Avec quatre ans de recul, et à l'approche de la fin de mon mandat, qui expire en octobre, ce système a-t-il rempli sa mission ? J'ai la faiblesse de penser que oui.
D'abord, nous avons pris nos fonctions dans un contexte difficile, avec une baisse irréversible de la vente au numéro. Presstalis était alors placée sous administration judiciaire. À la fin 2014, l'entreprise avait rétabli son petit équilibre et à l'issue de son plan de redressement, en 2017, elle aura perdu la moitié de ses effectifs. Les MLP sont elles aussi de nouveau à l'équilibre. Les baisses de coûts ont été massives. Au deuxième niveau, les dépositaires de presse, c'est-à-dire les plates-formes régionales qui assurent la distribution des titres vers les diffuseurs, ont engagé un schéma directeur qui prévoit une baisse de plus de 50 % de leur nombre. Enfin, le système d'information commun aux deux messageries, prévu par la loi, est en cours de déploiement. Les relations entre Presstalis et les MLP sont apaisées. La rémunération des diffuseurs a été revalorisée par une délibération du CSMP et de nous-mêmes. Au total, nous avons pris une vingtaine de décisions de régulation fortes, qui ont engendré des contentieux, tous gagnés devant la Cour d'appel de Paris. Notre action s'en est trouvée confortée.
Quelles sont les perspectives ? Dans le schéma actuel, chacun - État, régulateurs, professionnels - joue son rôle.
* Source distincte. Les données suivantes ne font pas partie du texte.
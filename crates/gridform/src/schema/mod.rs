//! Column schema derived from a sample template.

mod model;
mod roles;

pub use model::SchemaModel;
pub use roles::{RoleBindings, RoleTable, SpecialRole};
L'État porte la politique d'aide à la presse ; il est représenté par un commissaire du Gouvernement au sein du CSMP. Le régulateur a retrouvé sa fonction, après la paralysie dont était affligé le CSMP en 2011 : désormais, il prend des initiatives. Enfin, les professionnels sont pleinement associés au dispositif, ce qui est normal.
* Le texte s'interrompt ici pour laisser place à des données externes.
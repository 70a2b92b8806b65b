//! Whole-file validation against a sample template.
//!
//! The pipeline never raises past its own boundary: every failure mode
//! (input rejection, structure derivation failure, structural mismatch,
//! cell-level violations, decode errors) resolves to messages inside the
//! returned [`ValidationOutcome`].

use std::collections::BTreeSet;
use std::path::Path;

use sha2::{Digest, Sha256};

use crate::gridform::GridformConfig;
use crate::input::{SheetGrid, WorkbookData};
use crate::matching::normalize_name;
use crate::schema::SchemaModel;
use crate::template::resolve_header_columns;

use super::outcome::ValidationOutcome;

/// Validate an uploaded file on disk against a sample template on disk.
///
/// Sequence (short-circuiting on the terminal checks): basic file checks,
/// sample schema derivation, uploaded structure parse, structural
/// comparison, per-cell rule validation. Metadata is populated as soon as
/// the corresponding fact is known.
pub fn validate_file(config: &GridformConfig, uploaded: &Path, sample: &Path) -> ValidationOutcome {
    let mut outcome = ValidationOutcome::new();

    if let Some(name) = uploaded.file_name() {
        outcome.metadata_mut().file_name = name.to_string_lossy().into_owned();
    }

    if !validate_basic_file(config, uploaded, &mut outcome) {
        return outcome;
    }

    let bytes = match std::fs::read(uploaded) {
        Ok(bytes) => bytes,
        Err(e) => {
            outcome.add_error(format!("Validation failed: {e}"));
            return outcome;
        }
    };

    let reader = config.template_reader();
    let template = reader.derive_from_path(sample);
    validate_decoded(config, &template.schema, template.read_succeeded, &bytes, &mut outcome);
    outcome
}

/// Validate uploaded bytes against sample template bytes.
///
/// Byte-stream variant of [`validate_file`] for callers that handle upload
/// storage themselves; `file_name` is used for the extension check and
/// metadata only.
pub fn validate_bytes(
    config: &GridformConfig,
    file_name: &str,
    uploaded: &[u8],
    sample: &[u8],
) -> ValidationOutcome {
    let mut outcome = ValidationOutcome::new();
    outcome.metadata_mut().file_name = file_name.to_string();

    if uploaded.is_empty() {
        outcome.add_error("File is empty");
        return outcome;
    }
    if uploaded.len() as u64 > config.max_file_size {
        outcome.add_error(size_limit_message(config));
        return outcome;
    }
    if !extension_allowed(config, file_name) {
        outcome.add_error(extension_message(config));
        return outcome;
    }

    let reader = config.template_reader();
    let template = reader.derive_from_bytes(sample);
    validate_decoded(config, &template.schema, template.read_succeeded, uploaded, &mut outcome);
    outcome
}

/// Steps shared by the path and byte entry points, from schema check on.
fn validate_decoded(
    config: &GridformConfig,
    schema: &SchemaModel,
    sample_read_succeeded: bool,
    uploaded_bytes: &[u8],
    outcome: &mut ValidationOutcome,
) {
    outcome.metadata_mut().hash = Some(format!("sha256:{:x}", Sha256::digest(uploaded_bytes)));

    if schema.is_empty() {
        if sample_read_succeeded {
            log::warn!("sample template decoded but produced no columns");
        }
        outcome.add_error("Could not read sample file structure");
        return;
    }

    let upload = parse_upload_structure(config, uploaded_bytes);
    if upload.columns.is_empty() {
        outcome.add_error("File is empty.");
        return;
    }

    compare_structures(schema, &upload, outcome);
    validate_data_values(schema, &upload, outcome);

    outcome.metadata_mut().column_count = upload.column_count();
    outcome.metadata_mut().row_count = upload.row_count();
}

/// Basic prerequisite checks: existence, non-zero size, size cap,
/// extension whitelist. The first failure is terminal.
fn validate_basic_file(config: &GridformConfig, path: &Path, outcome: &mut ValidationOutcome) -> bool {
    let metadata = match std::fs::metadata(path) {
        Ok(m) => m,
        Err(_) => {
            outcome.add_error("File does not exist");
            return false;
        }
    };

    if metadata.len() == 0 {
        outcome.add_error("File is empty");
        return false;
    }

    if metadata.len() > config.max_file_size {
        outcome.add_error(size_limit_message(config));
        return false;
    }

    let file_name = path
        .file_name()
        .map(|n| n.to_string_lossy().into_owned())
        .unwrap_or_default();
    if !extension_allowed(config, &file_name) {
        outcome.add_error(extension_message(config));
        return false;
    }

    true
}

fn extension_allowed(config: &GridformConfig, file_name: &str) -> bool {
    let lowered = file_name.to_lowercase();
    config
        .allowed_extensions
        .iter()
        .any(|ext| lowered.ends_with(&format!(".{ext}")))
}

fn size_limit_message(config: &GridformConfig) -> String {
    format!("File size exceeds {}MB limit", config.max_file_size / (1024 * 1024))
}

fn extension_message(config: &GridformConfig) -> String {
    let formats = config
        .allowed_extensions
        .iter()
        .map(|ext| ext.to_uppercase())
        .collect::<Vec<_>>()
        .join(", ");
    format!("Unsupported file format. Only {formats} files are allowed")
}

/// The uploaded file's own structure: resolved columns plus sampled data,
/// column-major, for value checking.
#[derive(Debug, Default)]
struct UploadStructure {
    columns: Vec<String>,
    column_data: Vec<Vec<String>>,
}

impl UploadStructure {
    fn column_count(&self) -> usize {
        self.columns.len()
    }

    fn row_count(&self) -> usize {
        self.column_data.first().map(Vec::len).unwrap_or(0)
    }
}

/// Parse the uploaded file's structure the same way a template's structure
/// sheet is parsed, sampling up to the configured number of data rows.
///
/// Decode failures degrade to an empty structure (logged); the caller
/// reports that as an empty file and stops.
fn parse_upload_structure(config: &GridformConfig, bytes: &[u8]) -> UploadStructure {
    let workbook = match WorkbookData::from_bytes(bytes) {
        Ok(workbook) => workbook,
        Err(e) => {
            log::error!("error parsing uploaded file: {e}");
            return UploadStructure::default();
        }
    };
    let Some(grid) = workbook.sheet(0) else {
        log::error!("uploaded workbook has no sheets");
        return UploadStructure::default();
    };

    sample_structure(grid, config.sample_row_limit)
}

fn sample_structure(grid: &SheetGrid, sample_row_limit: usize) -> UploadStructure {
    let columns: Vec<String> = resolve_header_columns(grid).into_iter().map(|c| c.name).collect();
    let mut column_data = vec![Vec::new(); columns.len()];

    if !columns.is_empty() {
        let data_start = if grid.height() >= 2 { 2 } else { 1 };
        let last_row = grid.height().min(data_start + sample_row_limit);
        for row in data_start..last_row {
            if grid.is_row_empty(row) {
                continue;
            }
            for (col_idx, data) in column_data.iter_mut().enumerate() {
                data.push(grid.value(row, col_idx).trim().to_string());
            }
        }
    }

    UploadStructure { columns, column_data }
}

/// Structural comparison: column count, missing columns, extra columns.
/// All three checks run and report independently.
fn compare_structures(schema: &SchemaModel, upload: &UploadStructure, outcome: &mut ValidationOutcome) {
    let sample_columns = schema.columns();
    let uploaded_columns = &upload.columns;

    if sample_columns.len() != uploaded_columns.len() {
        outcome.add_error(format!(
            "Column count mismatch. Expected: {}, Found: {}",
            sample_columns.len(),
            uploaded_columns.len()
        ));
    }

    let sample_normalized: BTreeSet<String> = sample_columns.iter().map(|c| normalize_name(c)).collect();
    let uploaded_normalized: BTreeSet<String> = uploaded_columns.iter().map(|c| normalize_name(c)).collect();

    let missing: Vec<&str> = sample_normalized
        .difference(&uploaded_normalized)
        .map(String::as_str)
        .collect();
    let extra: Vec<&str> = uploaded_normalized
        .difference(&sample_normalized)
        .map(String::as_str)
        .collect();

    if !missing.is_empty() {
        outcome.add_error(format!("Missing columns: {}", missing.join(", ")));
    }
    if !extra.is_empty() {
        outcome.add_error(format!("Extra columns found: {}", extra.join(", ")));
    }
}

/// Validate every non-blank sampled cell of every uploaded column that has
/// a rule bound to its normalized name. One error per offending cell.
fn validate_data_values(schema: &SchemaModel, upload: &UploadStructure, outcome: &mut ValidationOutcome) {
    for (col_idx, column_name) in upload.columns.iter().enumerate() {
        let Some(rule) = schema.rule_for(column_name) else {
            continue;
        };

        for (row_idx, cell_value) in upload.column_data[col_idx].iter().enumerate() {
            if cell_value.trim().is_empty() {
                continue;
            }
            let cell_errors = rule.validate(cell_value);
            if !cell_errors.is_empty() {
                // Displayed row accounts for the header offset.
                outcome.add_error(format!(
                    "Row {}, Column '{}': {} (Value: '{}')",
                    row_idx + 2,
                    column_name,
                    cell_errors.join(", "),
                    cell_value
                ));
            }
        }
    }
}

#[cfg(test)]
mod tests {
    use super::*;
    use crate::rules::{RuleKind, ValidationRule};

    fn grid(cells: &[&[&str]]) -> SheetGrid {
        SheetGrid::new(
            cells.iter().map(|r| r.iter().map(|c| c.to_string()).collect()).collect(),
            Vec::new(),
        )
    }

    fn schema_with(columns: &[&str]) -> SchemaModel {
        let mut schema = SchemaModel::new();
        for name in columns {
            schema.add_column(name);
        }
        schema
    }

    #[test]
    fn test_missing_and_extra_columns_are_two_errors() {
        // Scenario: upload lacks "Year" but carries "Surprise": exactly one
        // missing-columns error and one extra-columns error.
        let schema = schema_with(&["No", "Dataset Name", "Year"]);
        let upload = sample_structure(
            &grid(&[
                &["No", "Dataset Name", "Surprise"],
                &["", "", ""],
            ]),
            100,
        );

        let mut outcome = ValidationOutcome::new();
        compare_structures(&schema, &upload, &mut outcome);

        assert_eq!(outcome.errors().len(), 2);
        assert_eq!(outcome.errors()[0], "Missing columns: year");
        assert_eq!(outcome.errors()[1], "Extra columns found: surprise");
    }

    #[test]
    fn test_column_count_mismatch_reported_alongside_name_checks() {
        let schema = schema_with(&["No", "Dataset Name"]);
        let upload = sample_structure(&grid(&[&["No"], &[""]]), 100);

        let mut outcome = ValidationOutcome::new();
        compare_structures(&schema, &upload, &mut outcome);

        assert_eq!(outcome.errors().len(), 2);
        assert!(outcome.errors()[0].starts_with("Column count mismatch. Expected: 2, Found: 1"));
        assert_eq!(outcome.errors()[1], "Missing columns: dataset name");
    }

    #[test]
    fn test_matching_structures_produce_no_errors() {
        let schema = schema_with(&["No", "Dataset  Name"]);
        let upload = sample_structure(&grid(&[&["no", "DATASET NAME"], &["", ""]]), 100);

        let mut outcome = ValidationOutcome::new();
        compare_structures(&schema, &upload, &mut outcome);
        assert!(outcome.is_valid());
    }

    #[test]
    fn test_cell_errors_embed_row_column_constraint_and_value() {
        let mut schema = schema_with(&["Year"]);
        schema.add_rule("year", ValidationRule::new(RuleKind::Numeric).with_range(2024, 2024));

        // Row 0 header, row 1 sub-header, data rows from index 2.
        let upload = sample_structure(
            &grid(&[&["Year"], &[""], &["2024"], &["2025"], &["soon"]]),
            100,
        );

        let mut outcome = ValidationOutcome::new();
        validate_data_values(&schema, &upload, &mut outcome);

        assert_eq!(
            outcome.errors(),
            [
                "Row 3, Column 'Year': Value must be <= 2024 (Value: '2025')",
                "Row 4, Column 'Year': Value must be a number (Value: 'soon')",
            ]
        );
    }

    #[test]
    fn test_blank_cells_are_not_validated() {
        let mut schema = schema_with(&["Month"]);
        schema.add_rule(
            "month",
            ValidationRule::new(RuleKind::Enum)
                .with_allowed_values(["January".to_string()].into_iter().collect()),
        );

        let upload = sample_structure(&grid(&[&["Month"], &[""], &["  "], &["January"]]), 100);

        let mut outcome = ValidationOutcome::new();
        validate_data_values(&schema, &upload, &mut outcome);
        assert!(outcome.is_valid());
    }

    #[test]
    fn test_sampling_respects_row_limit() {
        let mut rows: Vec<Vec<String>> = vec![vec!["Col".to_string()], vec![String::new()]];
        for i in 0..150 {
            rows.push(vec![format!("v{i}")]);
        }
        let upload = sample_structure(&SheetGrid::new(rows, Vec::new()), 100);
        assert_eq!(upload.row_count(), 100);
    }

    #[test]
    fn test_single_header_row_data_starts_at_row_one() {
        let upload = sample_structure(&grid(&[&["Col"]]), 100);
        assert_eq!(upload.column_count(), 1);
        assert_eq!(upload.row_count(), 0);
    }
}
Le système a légèrement évolué avec la loi d'avril 2015, qui est centrée sur l'Agence France Presse (AFP) mais dans laquelle le législateur a inséré quelques dispositions plus générales. Le balancier a été déplacé vers l'ARDP, qui bénéficie désormais d'un droit d'initiative : son président peut demander l'inscription d'un point à l'ordre du jour des réunions du CSMP et amender ses décisions, alors que le dispositif précédent n'admettait que la pleine validation ou le rejet. Elle s'est aussi vu confier, comme nous le souhaitions, la mission d'homologuer les barèmes des messageries. En effet, ces tarifs sont le résultat d'une stratification ancienne, pas toujours en phase avec les coûts, en particulier pour la presse quotidienne nationale, et, surtout, donnent lieu à des pratiques qui appellent une attention particulière. Nous commencerons ce travail en 2016. Enfin, le législateur a estimé que, pour incontestable que soit déjà notre indépendance, il valait mieux que la régulation soit supportée par le budget de l'État. L'ARDP émargera par conséquent à partir de 2016 au programme 308 qui relève du Premier ministre. J'ai vu le Secrétaire général du Gouvernement à ce sujet. Pour autant, nous n'aurons toujours pas de locaux ni de personnel en propre : notre secrétariat sera mutualisé avec d'autres autorités indépendantes.